WJKN-FM

Spring Arbor, Michigan; United States;
- Broadcast area: Jackson, Michigan
- Frequency: 89.3 MHz
- Branding: The Arbor FM

Programming
- Format: Contemporary Christian

Ownership
- Owner: Spring Arbor University

History
- First air date: March 2005
- Call sign meaning: FM sister to WJKN

Technical information
- Licensing authority: FCC
- Facility ID: 91139
- Class: A
- ERP: 2,500 watts vertical polarization only
- HAAT: 83 meters (272 ft)
- Translator: see below

Links
- Public license information: Public file; LMS;
- Webcast: Listen Live
- Website: https://www.thearborfm.com/

= WJKN-FM =

WJKN-FM (89.3 FM, "The Arbor FM") is a non-commercial radio station located in Spring Arbor, Michigan. The station is owned by Spring Arbor University, a religious university associated with the Free Methodist Church.

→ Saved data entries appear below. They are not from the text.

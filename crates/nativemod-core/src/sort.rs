//! Dependency ordering for a batch of binaries.
//!
//! Edges are resolved by case-insensitive file name match inside the batch
//! only. Names that do not resolve (system libraries, libraries living in
//! other directories) are left to the platform loader.

use std::collections::HashMap;

use tracing::{debug, warn};

use crate::binary::{strip_extension, BinaryDescriptor};
use crate::record::LoadOutcome;

#[derive(Clone, Copy, PartialEq, Eq)]
enum Mark {
    Unvisited,
    Visiting,
    Done,
}

/// Dependency graph over one discovery batch.
#[derive(Debug)]
pub struct DependencyGraph {
    /// For each descriptor, the batch indices of its resolved dependencies.
    edges: Vec<Vec<usize>>,
}

impl DependencyGraph {
    /// Build the graph for `batch`, dropping edges to names outside it.
    pub fn build(batch: &[BinaryDescriptor]) -> Self {
        let mut by_name: HashMap<String, usize> = HashMap::with_capacity(batch.len());
        for (idx, descriptor) in batch.iter().enumerate() {
            // Recursive scans may repeat a name; the first discovered wins.
            by_name.entry(descriptor.name().to_lowercase()).or_insert(idx);
        }

        let edges = batch
            .iter()
            .enumerate()
            .map(|(idx, descriptor)| {
                let mut resolved = Vec::new();
                for dep in descriptor.dependencies() {
                    match by_name.get(&dep.to_lowercase()) {
                        Some(&target) if target != idx => {
                            if !resolved.contains(&target) {
                                resolved.push(target);
                            }
                        }
                        Some(_) => {}
                        None => {
                            debug!(binary = %descriptor.name(), dependency = %dep, "Dependency outside batch, leaving to platform loader");
                        }
                    }
                }
                resolved
            })
            .collect();

        Self { edges }
    }

    /// Resolved dependency indices of the descriptor at `idx`.
    pub fn dependencies_of(&self, idx: usize) -> &[usize] {
        &self.edges[idx]
    }

    /// Compute a load order as indices into the batch.
    ///
    /// Depth-first in discovery order, emitting each node after its
    /// dependencies. A back-edge closes a cycle; it is skipped, so every node
    /// still appears exactly once.
    pub fn order(&self, names: &[&str]) -> Vec<usize> {
        let mut marks = vec![Mark::Unvisited; self.edges.len()];
        let mut order = Vec::with_capacity(self.edges.len());
        for idx in 0..self.edges.len() {
            self.visit(idx, names, &mut marks, &mut order);
        }
        order
    }

    fn visit(&self, idx: usize, names: &[&str], marks: &mut [Mark], order: &mut Vec<usize>) {
        if marks[idx] != Mark::Unvisited {
            return;
        }
        marks[idx] = Mark::Visiting;
        for &dep in &self.edges[idx] {
            match marks[dep] {
                Mark::Unvisited => self.visit(dep, names, marks, order),
                Mark::Visiting => {
                    warn!(
                        binary = %names.get(idx).copied().unwrap_or_default(),
                        dependency = %names.get(dep).copied().unwrap_or_default(),
                        "Dependency cycle detected, ignoring edge"
                    );
                }
                Mark::Done => {}
            }
        }
        marks[idx] = Mark::Done;
        order.push(idx);
    }
}

/// Sort a batch so every in-batch dependency precedes its dependents.
///
/// Unconstrained binaries keep their discovery order.
pub fn sort_by_dependencies(batch: Vec<BinaryDescriptor>) -> Vec<BinaryDescriptor> {
    let graph = DependencyGraph::build(&batch);
    let order = {
        let names: Vec<&str> = batch.iter().map(BinaryDescriptor::name).collect();
        graph.order(&names)
    };

    let mut slots: Vec<Option<BinaryDescriptor>> = batch.into_iter().map(Some).collect();
    order
        .into_iter()
        .filter_map(|idx| slots[idx].take())
        .collect()
}

/// Check that every declared dependency of every record names a loaded record.
///
/// Matching is case-insensitive on extension-stripped identifiers. Returns one
/// diagnostic per missing dependency; purely advisory.
pub fn validate_dependencies(batch: &[LoadOutcome]) -> Vec<String> {
    validate_dependencies_with(batch, std::iter::empty::<&str>())
}

/// Like [`validate_dependencies`], also accepting identifiers loaded by
/// earlier batches.
pub fn validate_dependencies_with<I, S>(batch: &[LoadOutcome], available: I) -> Vec<String>
where
    I: IntoIterator<Item = S>,
    S: AsRef<str>,
{
    let loaded: Vec<String> = batch
        .iter()
        .filter(|record| record.is_loaded())
        .map(|record| strip_extension(record.identifier()).to_lowercase())
        .chain(
            available
                .into_iter()
                .map(|id| strip_extension(id.as_ref()).to_lowercase()),
        )
        .collect();

    let mut diagnostics = Vec::new();
    for record in batch {
        for dep in record.descriptor().dependencies() {
            let wanted = strip_extension(dep).to_lowercase();
            if !loaded.iter().any(|id| *id == wanted) {
                diagnostics.push(format!(
                    "{} is missing dependency {}",
                    record.descriptor().name(),
                    dep
                ));
            }
        }
    }
    diagnostics
}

WJKN-FM began broadcasting in 2005 and took over the Power Praise FM format that had been on sister station WSAE. Power Praise FM was renamed "The Vibe" on 89.3 and was evolved from Christian Hot AC into Christian Hit Radio, featuring Christian rock and hip-hop artists mixed in with the Christian pop artists played on Power Praise FM. Like Power Praise FM, The Vibe also featured an air staff of Spring Arbor University students.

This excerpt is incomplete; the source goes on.